Information provided
★ ★ ★ ★ ★

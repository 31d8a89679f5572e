//! CMF (Chaikin Money Flow).
//!
//! MF multiplier = ((C - L) - (H - C)) / (H - L), 0 when H == L
//! CMF(n) = sum(multiplier * V, n) / sum(V, n)
//! Warmup: first (n-1) bars missing. A zero volume window is missing.

use crate::domain::series::Series;

pub fn calculate_cmf(
    high: &[f64],
    low: &[f64],
    close: &[f64],
    volume: &[f64],
    period: usize,
) -> Series {
    let n = close.len();
    if period == 0 {
        return Series::missing(n);
    }

    let money_flow: Vec<f64> = (0..n)
        .map(|i| {
            let range = high[i] - low[i];
            if range == 0.0 {
                0.0
            } else {
                ((close[i] - low[i]) - (high[i] - close[i])) / range * volume[i]
            }
        })
        .collect();

    (0..n)
        .map(|i| {
            if i + 1 < period {
                return None;
            }
            let start = i + 1 - period;
            let mf_sum: f64 = money_flow[start..=i].iter().sum();
            let vol_sum: f64 = volume[start..=i].iter().sum();
            if vol_sum == 0.0 {
                None
            } else {
                Some(mf_sum / vol_sum)
            }
        })
        .collect()
}
//! Technical indicator implementations.
//!
//! - `IndicatorFn`: typed identity + parameters of a computation, resolved
//!   once when the registry is built
//! - `IndicatorOutput`: one series, or several named output columns
//! - per-indicator modules operate on plain `&[f64]` columns

pub mod adx;
pub mod bollinger;
pub mod cmf;
pub mod ema;
pub mod macd;
pub mod obv;
pub mod roc;
pub mod rsi;
pub mod vwap;

use crate::domain::series::Series;
use std::fmt;

#[derive(Debug, Clone, PartialEq)]
pub enum IndicatorOutput {
    Single(Series),
    /// Output columns named the way the charting libraries name them,
    /// e.g. `MACDh_12_26_9`, `BBP_20_2.0`.
    Multi(Vec<(String, Series)>),
}

#[derive(Debug, Clone, PartialEq, thiserror::Error)]
pub enum IndicatorError {
    #[error("{indicator} expects {expected} input columns, got {got}")]
    Arity {
        indicator: String,
        expected: usize,
        got: usize,
    },

    #[error("{indicator}: input columns have different lengths")]
    RaggedInput { indicator: String },

    #[error("{indicator}: invalid parameter {name}: {reason}")]
    InvalidParameter {
        indicator: String,
        name: &'static str,
        reason: String,
    },
}

#[derive(Debug, Clone, PartialEq, Eq, Hash)]
pub enum IndicatorFn {
    /// Inputs: close.
    Rsi { length: usize },
    /// Inputs: high, low, close, volume.
    Cmf { length: usize },
    /// Inputs: close.
    Macd {
        fast: usize,
        slow: usize,
        signal: usize,
    },
    /// Inputs: close, volume.
    Obv,
    /// Inputs: high, low, close, volume.
    Vwap { window: usize },
    /// Inputs: close.
    Bbands { length: usize, std_x100: u32 },
    /// Inputs: close.
    Roc { length: usize },
    /// Inputs: close.
    Ema { length: usize },
    /// Inputs: high, low, close.
    Adx { length: usize },
}

impl IndicatorFn {
    pub fn arity(&self) -> usize {
        match self {
            IndicatorFn::Rsi { .. }
            | IndicatorFn::Macd { .. }
            | IndicatorFn::Bbands { .. }
            | IndicatorFn::Roc { .. }
            | IndicatorFn::Ema { .. } => 1,
            IndicatorFn::Obv => 2,
            IndicatorFn::Adx { .. } => 3,
            IndicatorFn::Cmf { .. } | IndicatorFn::Vwap { .. } => 4,
        }
    }

    pub fn compute(&self, inputs: &[&[f64]]) -> Result<IndicatorOutput, IndicatorError> {
        let name = self.to_string();
        if inputs.len() != self.arity() {
            return Err(IndicatorError::Arity {
                indicator: name,
                expected: self.arity(),
                got: inputs.len(),
            });
        }
        if inputs.windows(2).any(|w| w[0].len() != w[1].len()) {
            return Err(IndicatorError::RaggedInput { indicator: name });
        }
        self.check_params()?;

        let out = match *self {
            IndicatorFn::Rsi { length } => {
                IndicatorOutput::Single(rsi::calculate_rsi(inputs[0], length))
            }
            IndicatorFn::Cmf { length } => IndicatorOutput::Single(cmf::calculate_cmf(
                inputs[0], inputs[1], inputs[2], inputs[3], length,
            )),
            IndicatorFn::Macd { fast, slow, signal } => {
                IndicatorOutput::Multi(macd::calculate_macd(inputs[0], fast, slow, signal).named())
            }
            IndicatorFn::Obv => IndicatorOutput::Single(obv::calculate_obv(inputs[0], inputs[1])),
            IndicatorFn::Vwap { window } => IndicatorOutput::Single(vwap::calculate_vwap(
                inputs[0], inputs[1], inputs[2], inputs[3], window,
            )),
            IndicatorFn::Bbands { length, std_x100 } => IndicatorOutput::Multi(
                bollinger::calculate_bollinger(inputs[0], length, std_x100).named(),
            ),
            IndicatorFn::Roc { length } => {
                IndicatorOutput::Single(roc::calculate_roc(inputs[0], length))
            }
            IndicatorFn::Ema { length } => {
                IndicatorOutput::Single(ema::calculate_ema(inputs[0], length))
            }
            IndicatorFn::Adx { length } => IndicatorOutput::Multi(
                adx::calculate_adx(inputs[0], inputs[1], inputs[2], length).named(),
            ),
        };
        Ok(out)
    }

    fn check_params(&self) -> Result<(), IndicatorError> {
        let positive = |name: &'static str, value: usize| {
            if value == 0 {
                Err(IndicatorError::InvalidParameter {
                    indicator: self.to_string(),
                    name,
                    reason: "must be positive".into(),
                })
            } else {
                Ok(())
            }
        };
        match *self {
            IndicatorFn::Rsi { length }
            | IndicatorFn::Cmf { length }
            | IndicatorFn::Roc { length }
            | IndicatorFn::Ema { length }
            | IndicatorFn::Adx { length } => positive("length", length),
            IndicatorFn::Vwap { window } => positive("window", window),
            IndicatorFn::Bbands { length, std_x100 } => {
                positive("length", length)?;
                positive("std", std_x100 as usize)
            }
            IndicatorFn::Macd { fast, slow, signal } => {
                positive("fast", fast)?;
                positive("slow", slow)?;
                positive("signal", signal)?;
                if fast >= slow {
                    return Err(IndicatorError::InvalidParameter {
                        indicator: self.to_string(),
                        name: "fast",
                        reason: format!("fast ({fast}) must be below slow ({slow})"),
                    });
                }
                Ok(())
            }
            IndicatorFn::Obv => Ok(()),
        }
    }
}

impl fmt::Display for IndicatorFn {
    fn fmt(&self, f: &mut fmt::Formatter<'_>) -> fmt::Result {
        match self {
            IndicatorFn::Rsi { length } => write!(f, "RSI({})", length),
            IndicatorFn::Cmf { length } => write!(f, "CMF({})", length),
            IndicatorFn::Macd { fast, slow, signal } => {
                write!(f, "MACD({},{},{})", fast, slow, signal)
            }
            IndicatorFn::Obv => write!(f, "OBV"),
            IndicatorFn::Vwap { window } => write!(f, "VWAP({})", window),
            IndicatorFn::Bbands { length, std_x100 } => {
                write!(f, "BBANDS({},{})", length, *std_x100 as f64 / 100.0)
            }
            IndicatorFn::Roc { length } => write!(f, "ROC({})", length),
            IndicatorFn::Ema { length } => write!(f, "EMA({})", length),
            IndicatorFn::Adx { length } => write!(f, "ADX({})", length),
        }
    }
}
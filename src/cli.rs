//! CLI definition and dispatch.

use clap::{Parser, Subcommand};
use std::path::{Path, PathBuf};
use std::process::ExitCode;

use crate::adapters::csv_adapter::CsvDataAdapter;
use crate::adapters::csv_artifact_adapter::CsvArtifactAdapter;
use crate::adapters::file_config_adapter::FileConfigAdapter;
use crate::domain::diagnostics::Diagnostics;
use crate::domain::error::SignalError;
use crate::domain::levels::{DEFAULT_BINS, support_resistance};
use crate::domain::pipeline::{RunReport, run_pipeline};
use crate::domain::registry::Registry;
use crate::domain::settings::{PipelineSettings, parse_ticker_list, parse_timeframes};
use crate::domain::timeframe::Interval;
use crate::ports::artifact_port::ArtifactPort;
use crate::ports::data_port::DataPort;

#[derive(Parser, Debug)]
#[command(
    name = "signalcraft",
    about = "Multi-timeframe indicator snapshots and rankings"
)]
pub struct Cli {
    #[command(subcommand)]
    pub command: Command,
}

#[derive(Subcommand, Debug)]
pub enum Command {
    /// Build snapshots, rankings and artifacts
    Run {
        #[arg(short, long)]
        config: PathBuf,
        /// Comma-separated universe override
        #[arg(long)]
        tickers: Option<String>,
        /// Comma-separated interval override, e.g. 1h,1d
        #[arg(long)]
        timeframes: Option<String>,
        #[arg(short, long)]
        output: Option<PathBuf>,
        /// Directory of <TICKER>_<interval>.csv files
        #[arg(long)]
        data: Option<PathBuf>,
        /// Copy the reduced tables into reduced/history afterwards
        #[arg(long)]
        archive: bool,
    },
    /// Load and validate a configuration, then print the resolved registry
    Validate {
        #[arg(short, long)]
        config: PathBuf,
    },
    /// Volume-profile support and resistance for one ticker
    Levels {
        #[arg(short, long)]
        config: PathBuf,
        #[arg(long)]
        ticker: String,
        #[arg(long, default_value = "1d")]
        interval: String,
        #[arg(long, default_value_t = DEFAULT_BINS)]
        bins: usize,
    },
}

/// Command-line overrides applied on top of the configuration file.
#[derive(Debug, Default)]
pub struct Overrides {
    pub tickers: Option<String>,
    pub timeframes: Option<String>,
    pub output: Option<PathBuf>,
    pub data: Option<PathBuf>,
}

pub fn run(cli: Cli) -> ExitCode {
    match cli.command {
        Command::Run {
            config,
            tickers,
            timeframes,
            output,
            data,
            archive,
        } => {
            let overrides = Overrides {
                tickers,
                timeframes,
                output,
                data,
            };
            run_full(&config, overrides, archive)
        }
        Command::Validate { config } => run_validate(&config),
        Command::Levels {
            config,
            ticker,
            interval,
            bins,
        } => run_levels(&config, &ticker, &interval, bins),
    }
}

fn fail(e: &SignalError) -> ExitCode {
    eprintln!("error: {e}");
    e.into()
}

pub fn load_config(path: &Path) -> Result<FileConfigAdapter, ExitCode> {
    FileConfigAdapter::from_file(path).map_err(|e| fail(&e))
}

/// Settings and registry from `path`, with overrides applied and validated.
pub fn resolve(
    path: &Path,
    overrides: &Overrides,
) -> Result<(PipelineSettings, Registry), ExitCode> {
    let config = load_config(path)?;
    let build = || -> Result<(PipelineSettings, Registry), SignalError> {
        let mut settings = PipelineSettings::from_config(&config)?;
        if let Some(raw) = &overrides.tickers {
            settings.tickers = parse_ticker_list(raw)?;
        }
        if let Some(raw) = &overrides.timeframes {
            settings.timeframes = parse_timeframes(raw)?;
        }
        if let Some(dir) = &overrides.output {
            settings.output_dir = dir.clone();
        }
        if let Some(dir) = &overrides.data {
            settings.data_dir = Some(dir.clone());
        }
        settings.validate()?;
        let registry = Registry::from_config(&config)?;
        Ok((settings, registry))
    };
    build().map_err(|e| fail(&e))
}

fn data_port(settings: &PipelineSettings) -> Result<CsvDataAdapter, ExitCode> {
    match &settings.data_dir {
        Some(dir) => Ok(CsvDataAdapter::new(dir.clone())),
        None => Err(fail(&SignalError::ConfigMissing {
            section: "data".into(),
            key: "dir".into(),
        })),
    }
}

fn run_full(config_path: &Path, overrides: Overrides, archive: bool) -> ExitCode {
    // Stage 1: Load and validate configuration
    eprintln!("Loading config from {}", config_path.display());
    let (settings, registry) = match resolve(config_path, &overrides) {
        Ok(r) => r,
        Err(code) => return code,
    };

    // Stage 2: Wire adapters
    let data = match data_port(&settings) {
        Ok(d) => d,
        Err(code) => return code,
    };
    let artifacts = CsvArtifactAdapter::new(settings.output_dir.clone());

    run_with_ports(&data, &artifacts, &registry, &settings, archive)
}

/// Pipeline plus artifact stages against arbitrary ports.
pub fn run_with_ports(
    data: &dyn DataPort,
    artifacts: &dyn ArtifactPort,
    registry: &Registry,
    settings: &PipelineSettings,
    archive: bool,
) -> ExitCode {
    // Stage 3: Snapshots and rankings
    eprintln!(
        "Building snapshots: {} tickers x {} timeframes",
        settings.tickers.len(),
        settings.timeframes.len()
    );
    let report = run_pipeline(data, registry, settings);
    print_report(&report);

    if report.usable_timeframes() == 0 {
        return fail(&SignalError::NoData {
            what: "any timeframe".into(),
        });
    }

    // Stage 4: Artifacts
    let written = match artifacts.publish(
        &report.snapshots,
        &report.summaries,
        &settings.summary,
        &settings.reduced_features,
    ) {
        Ok(paths) => paths,
        Err(e) => return fail(&e),
    };
    for path in &written {
        eprintln!("  wrote {}", path.display());
    }

    // Stage 5: Optional archive
    if archive {
        match artifacts.archive_reduced() {
            Ok(n) => eprintln!("Archived {n} reduced files"),
            Err(e) => return fail(&e),
        }
    }

    ExitCode::SUCCESS
}

fn print_report(report: &RunReport) {
    eprintln!("\n=== Snapshots ===");
    for snapshot in &report.snapshots {
        let incomplete = snapshot.rows().iter().filter(|r| !r.complete).count();
        eprintln!(
            "  {:<4} {} rows ({} incomplete), {} columns",
            snapshot.label(),
            snapshot.len(),
            incomplete,
            snapshot.keys().count()
        );
    }
    print_diagnostics(&report.diagnostics);
}

fn print_diagnostics(diag: &Diagnostics) {
    if diag.is_empty() {
        return;
    }
    eprintln!("\n=== Skipped ({}) ===", diag.len());
    for entry in diag.entries() {
        eprintln!("  {entry}");
    }
}

fn run_validate(config_path: &Path) -> ExitCode {
    eprintln!("Validating config: {}", config_path.display());
    let (settings, registry) = match resolve(config_path, &Overrides::default()) {
        Ok(r) => r,
        Err(code) => return code,
    };

    eprintln!("\nUniverse: {}", settings.tickers.join(", "));
    let timeframes: Vec<String> = settings
        .timeframes
        .iter()
        .map(|&i| format!("{} ({})", i.label(), settings.period_for(i)))
        .collect();
    eprintln!("Timeframes: {}", timeframes.join(", "));

    eprintln!("\nIndicators:");
    for def in &registry.indicators {
        eprintln!("  {def}");
    }
    eprintln!("\nPassthroughs:");
    for def in &registry.passthroughs {
        eprintln!("  {def}");
    }
    eprintln!("\nEnhancers:");
    for (indicator, enhancers) in registry.enhancers.iter() {
        let ids: Vec<&str> = enhancers.iter().map(|e| e.id()).collect();
        eprintln!("  {:<16} {}", indicator, ids.join(", "));
    }
    let tracked: Vec<String> = settings.summary.indicators.iter().map(ToString::to_string).collect();
    eprintln!("\nSummary: top/bottom {} of {}", settings.summary.top_n, tracked.join(", "));

    eprintln!("\nConfiguration is valid.");
    ExitCode::SUCCESS
}

fn run_levels(config_path: &Path, ticker: &str, interval: &str, bins: usize) -> ExitCode {
    let (settings, _) = match resolve(config_path, &Overrides::default()) {
        Ok(r) => r,
        Err(code) => return code,
    };
    let interval: Interval = match interval.parse() {
        Ok(i) => i,
        Err(e) => return fail(&SignalError::invalid("levels", "interval", format!("{e}"))),
    };
    let data = match data_port(&settings) {
        Ok(d) => d,
        Err(code) => return code,
    };

    let ticker = ticker.trim().to_uppercase();
    let table = match data.fetch_ohlcv(&ticker, interval, settings.period_for(interval)) {
        Ok(t) => t,
        Err(e) => return fail(&e),
    };
    if table.is_empty() {
        return fail(&SignalError::NoData {
            what: format!("{ticker} ({interval})"),
        });
    }

    match support_resistance(&table, bins) {
        Ok(levels) => {
            println!("{ticker} {}", interval.label());
            println!("{levels}");
            ExitCode::SUCCESS
        }
        Err(e) => fail(&e),
    }
}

★ ★ ★ ★ ★

Task brief
Using the records above, list each line that includes "named".

Written reply
//! - `IndicatorOutput`: one series, or several named output columns
    /// Output columns named the way the charting libraries name them,
                IndicatorOutput::Multi(macd::calculate_macd(inputs[0], fast, slow, signal).named())
                bollinger::calculate_bollinger(inputs[0], length, std_x100).named(),
                adx::calculate_adx(inputs[0], inputs[1], inputs[2], length).named(),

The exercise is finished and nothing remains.